С этой кровожадной дамой дьякон не прекращал отношения все свои тридцать семь лет. Семья Бортниковых была многодетной по советским меркам. Трое детей. Валя старший, средний брат Алеша и младшая сестра Света. Родители маленького Вали в девяностые остались без работы. Папа, инженер-технолог, всю жизнь отчертил на химическом заводе «Нитрон», который в девяностые перестал существовать, был сокращен, мама — библиотекарь в государственном университете — однажды поняла, что больше тратит на дорогу и обеды, чем получает, уволилась сама. Они пытались открыть свою точку на рынке, которая не пошла, потом ее отжали какие-то местные бритоголовые. Родители тогда поставили огромную железную дверь, боясь, что к ним придут домой и всерьез поговаривали о переезде куда-нибудь в глухую деревню. Потом мама — продавец в магазине, папа — охранник в каком-то банкетном зале. И нищета. Постоянная нищета. Он хорошо помнил, что обувь или одежда покупались только одному из троих детей в месяц. Остальным строго-настрого наказывалось не рвать. И не вырастать. Хотя бы месяц. Шоколадка покупалась одна на всю семью. Самарский шоколад считался самым вкусным, уже в те времена Валентин полюбил Самару. Эта шоколадка делилась на пятерых равными дольками — по шесть каждому. Однажды мама на кухне разделила шоколадку, долю Валентина отдала Свете, чтобы та отнесла брату в комнату. А Света то ли специально, то ли просто задумавшись, по дороге половину Валиной доли съела. Ох как же он тогда злился. Шоколад был на вес золота, а тут… Уже учась в институте, Валентин со стипендии покупал себе целую шоколадку и ел ее целиком, один, даже не запивая. Ему казалось, в этом и выражается свобода. В возможности купить себе шоколадку и съесть.

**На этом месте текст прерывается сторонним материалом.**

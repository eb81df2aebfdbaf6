use std::process::Stdio;
use std::sync::Arc;
use std::time::Duration;
use async_trait::async_trait;
use bytes::Bytes;
use tokio::io::AsyncReadExt;
use tokio::process::{Child, ChildStdout, Command};
use tracing::{debug, info, warn};

use crate::config::StreamConfig;
use crate::errors::{Result, VigilError};

const SUPPORTED_SCHEMES: &[&str] = &["rtsp", "rtsps", "http", "https", "file"];
const DEFAULT_CHUNK_SIZE: usize = 64 * 1024;
const MAX_PENDING_BYTES: usize = 16 * 1024 * 1024;

/// Opens frame streams for camera addresses
#[async_trait]
pub trait FrameSource: Send + Sync {
    async fn open(&self, camera_id: &str, address: &str) -> Result<Box<dyn FrameStream>>;
}

/// An open stream of JPEG-encoded frames
#[async_trait]
pub trait FrameStream: Send {
    /// Next frame. Must be cancel-safe: dropping the future loses no buffered data.
    async fn next_frame(&mut self) -> Result<Bytes>;

    async fn close(&mut self);
}

/// Splits a byte stream of concatenated JPEG images on SOI/EOI markers
#[derive(Debug, Default)]
pub struct MjpegParser {
    pending: Vec<u8>,
}

impl MjpegParser {
    pub fn new() -> Self {
        Self::default()
    }

    pub fn push(&mut self, data: &[u8]) {
        self.pending.extend_from_slice(data);
        if self.pending.len() > MAX_PENDING_BYTES {
            warn!("Discarding {} bytes without a complete JPEG frame", self.pending.len());
            self.pending.clear();
        }
    }

    pub fn next_frame(&mut self) -> Option<Bytes> {
        let start = find_marker(&self.pending, 0, 0xD8)?;
        if start > 0 {
            self.pending.drain(..start);
        }
        let end = find_marker(&self.pending, 2, 0xD9)?;
        let frame: Vec<u8> = self.pending.drain(..end + 2).collect();
        Some(Bytes::from(frame))
    }
}

fn find_marker(data: &[u8], from: usize, marker: u8) -> Option<usize> {
    data.get(from..)?
        .windows(2)
        .position(|w| w[0] == 0xFF && w[1] == marker)
        .map(|i| i + from)
}

/// Validates the address scheme before any connection attempt
pub fn validate_address(address: &str) -> Result<url::Url> {
    let url = url::Url::parse(address)
        .map_err(|e| VigilError::stream_unavailable(format!("invalid address '{}': {}", address, e)))?;
    if !SUPPORTED_SCHEMES.contains(&url.scheme()) {
        return Err(VigilError::stream_unavailable(format!(
            "unsupported scheme '{}' in '{}'",
            url.scheme(),
            address
        )));
    }
    Ok(url)
}

/// Frame source that decodes any ffmpeg-readable address to MJPEG on stdout
pub struct FfmpegSource {
    config: Arc<StreamConfig>,
}

impl FfmpegSource {
    pub fn new(config: StreamConfig) -> Self {
        Self { config: Arc::new(config) }
    }

    /// RTSP cameras are checked with DESCRIBE first so a dead camera fails fast
    async fn describe_rtsp(&self, camera_id: &str, original_url: &url::Url) -> Result<()> {
        let creds = if !original_url.username().is_empty() {
            Some(retina::client::Credentials {
                username: original_url.username().to_string(),
                password: original_url.password().unwrap_or("").to_string(),
            })
        } else {
            None
        };

        let mut url = original_url.clone();
        let _ = url.set_username("");
        let _ = url.set_password(None);

        let session_group = Arc::new(retina::client::SessionGroup::default());
        match tokio::time::timeout(
            self.config.open_timeout,
            retina::client::Session::describe(
                url.clone(),
                retina::client::SessionOptions::default()
                    .creds(creds)
                    .session_group(session_group)
                    .user_agent("vigilnet/0.1".to_string()),
            ),
        )
        .await
        {
            Ok(Ok(session)) => {
                let has_video = session.streams().iter().any(|s| s.media() == "video");
                if !has_video {
                    return Err(VigilError::stream_unavailable(format!("no video stream at {}", url)));
                }
                debug!("[{}] DESCRIBE ok, {} streams", camera_id, session.streams().len());
                Ok(())
            }
            Ok(Err(e)) => Err(VigilError::stream_unavailable(format!("RTSP DESCRIBE failed: {}", e))),
            Err(_) => Err(VigilError::stream_unavailable(format!(
                "timeout connecting to {} ({:?})",
                url, self.config.open_timeout
            ))),
        }
    }

    fn ffmpeg_args(&self, url: &url::Url, address: &str) -> Vec<String> {
        let mut args: Vec<String> = vec![
            "-hide_banner".into(),
            "-loglevel".into(), "error".into(),
            "-fflags".into(), "+nobuffer+discardcorrupt".into(),
            "-flags".into(), "low_delay".into(),
        ];
        if matches!(url.scheme(), "rtsp" | "rtsps") {
            args.extend(["-rtsp_transport".into(), self.config.transport.clone()]);
        }
        let input = match url.scheme() {
            "file" => url
                .to_file_path()
                .map(|p| p.to_string_lossy().to_string())
                .unwrap_or_else(|_| address.to_string()),
            _ => address.to_string(),
        };
        args.extend([
            "-i".into(), input,
            "-f".into(), "mjpeg".into(),
            "-q:v".into(), self.config.jpeg_quality.to_string(),
            "-flush_packets".into(), "1".into(),
            "-an".into(),
            "-".into(),
        ]);
        args
    }
}

#[async_trait]
impl FrameSource for FfmpegSource {
    async fn open(&self, camera_id: &str, address: &str) -> Result<Box<dyn FrameStream>> {
        let url = validate_address(address)?;
        if matches!(url.scheme(), "rtsp" | "rtsps") {
            self.describe_rtsp(camera_id, &url).await?;
        }

        let mut child = Command::new(&self.config.ffmpeg_path)
            .args(self.ffmpeg_args(&url, address))
            .stdin(Stdio::null())
            .stdout(Stdio::piped())
            .stderr(Stdio::null())
            .kill_on_drop(true)
            .spawn()
            .map_err(|e| VigilError::stream_unavailable(format!("failed to start ffmpeg: {}", e)))?;

        let stdout = child
            .stdout
            .take()
            .ok_or_else(|| VigilError::stream_unavailable("ffmpeg stdout unavailable"))?;

        let mut stream = FfmpegStream {
            camera_id: camera_id.to_string(),
            child,
            stdout,
            parser: MjpegParser::new(),
            chunk: vec![0u8; self.config.chunk_read_size.unwrap_or(DEFAULT_CHUNK_SIZE).max(1024)],
            read_timeout: self.config.read_timeout,
            first_frame: None,
        };

        // Opening succeeds only once the first frame has been decoded
        match tokio::time::timeout(self.config.open_timeout, stream.read_jpeg()).await {
            Ok(Ok(frame)) => {
                info!("[{}] Stream opened via ffmpeg", camera_id);
                stream.first_frame = Some(frame);
                Ok(Box::new(stream))
            }
            Ok(Err(e)) => {
                stream.close().await;
                Err(e)
            }
            Err(_) => {
                stream.close().await;
                Err(VigilError::stream_unavailable(format!(
                    "no frame within {:?}",
                    self.config.open_timeout
                )))
            }
        }
    }
}

pub struct FfmpegStream {
    camera_id: String,
    child: Child,
    stdout: ChildStdout,
    parser: MjpegParser,
    chunk: Vec<u8>,
    read_timeout: Duration,
    first_frame: Option<Bytes>,
}

impl FfmpegStream {
    async fn read_jpeg(&mut self) -> Result<Bytes> {
        loop {
            if let Some(frame) = self.parser.next_frame() {
                return Ok(frame);
            }
            let n = self.stdout.read(&mut self.chunk).await?;
            if n == 0 {
                return Err(VigilError::stream_unavailable("ffmpeg output ended"));
            }
            self.parser.push(&self.chunk[..n]);
        }
    }
}

#[async_trait]
impl FrameStream for FfmpegStream {
    async fn next_frame(&mut self) -> Result<Bytes> {
        if let Some(frame) = self.first_frame.take() {
            return Ok(frame);
        }
        match tokio::time::timeout(self.read_timeout, self.read_jpeg()).await {
            Ok(result) => result,
            Err(_) => Err(VigilError::stream_unavailable(format!(
                "no frame within {:?}",
                self.read_timeout
            ))),
        }
    }

    async fn close(&mut self) {
        if let Err(e) = self.child.kill().await {
            debug!("[{}] ffmpeg already exited: {}", self.camera_id, e);
        }
    }
}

Хотя и студенческие годы были нищими. Родители помочь не могли, пришлось устроиться также сторожем и ночами подрабатывать. Валя был упертым, учебу он не забросил и даже построил карьеру в институте — сначала красный диплом, потом аспирантура, а затем даже кандидат технических наук. И должность профессора. Но и эта должность не принесла денег. Слишком честным был Валентин, он действительно хотел дать студентам знания, он зажигал в них искру и добивался того, чтобы они сдавали экзамены сами. В то время, как его коллеги успели обзавестись новенькими машинами, а Лев Андреевич, преподаватель Сопромата, даже купил квартиру на проспекте Кирова.

И конечно, когда Валентин пришел в Церковь, богаче он не стал. Но он успокоился. Вдруг оказалось, что Нищета — это не страшно. Нищета — это благодетель. «Блаженны нищие…», «не собирайте сокровищ на земле…», «корень всех зол есть сребролюбие». И это успокоило. На какое-то время. Потом, когда не было денег элементарно заплатить за квартиру, снова накатывало уныние. Ну действительно, сребролюбие — это грех, никто не спорит. Но какое тут сребролюбие? Какое там еще серебро! Бумажки бы, рублей на сто, больше и не надо. И только последние лет пять дьякон, подрабатывая в такси, стал жить нормально. Не богато, но хотя бы так, чтобы ночами вместо сна не ломать голову, откуда бы достать денег. Так, чтобы покупать обувь, не задумываясь о том, как прожить после этого еще две недели до зарплаты.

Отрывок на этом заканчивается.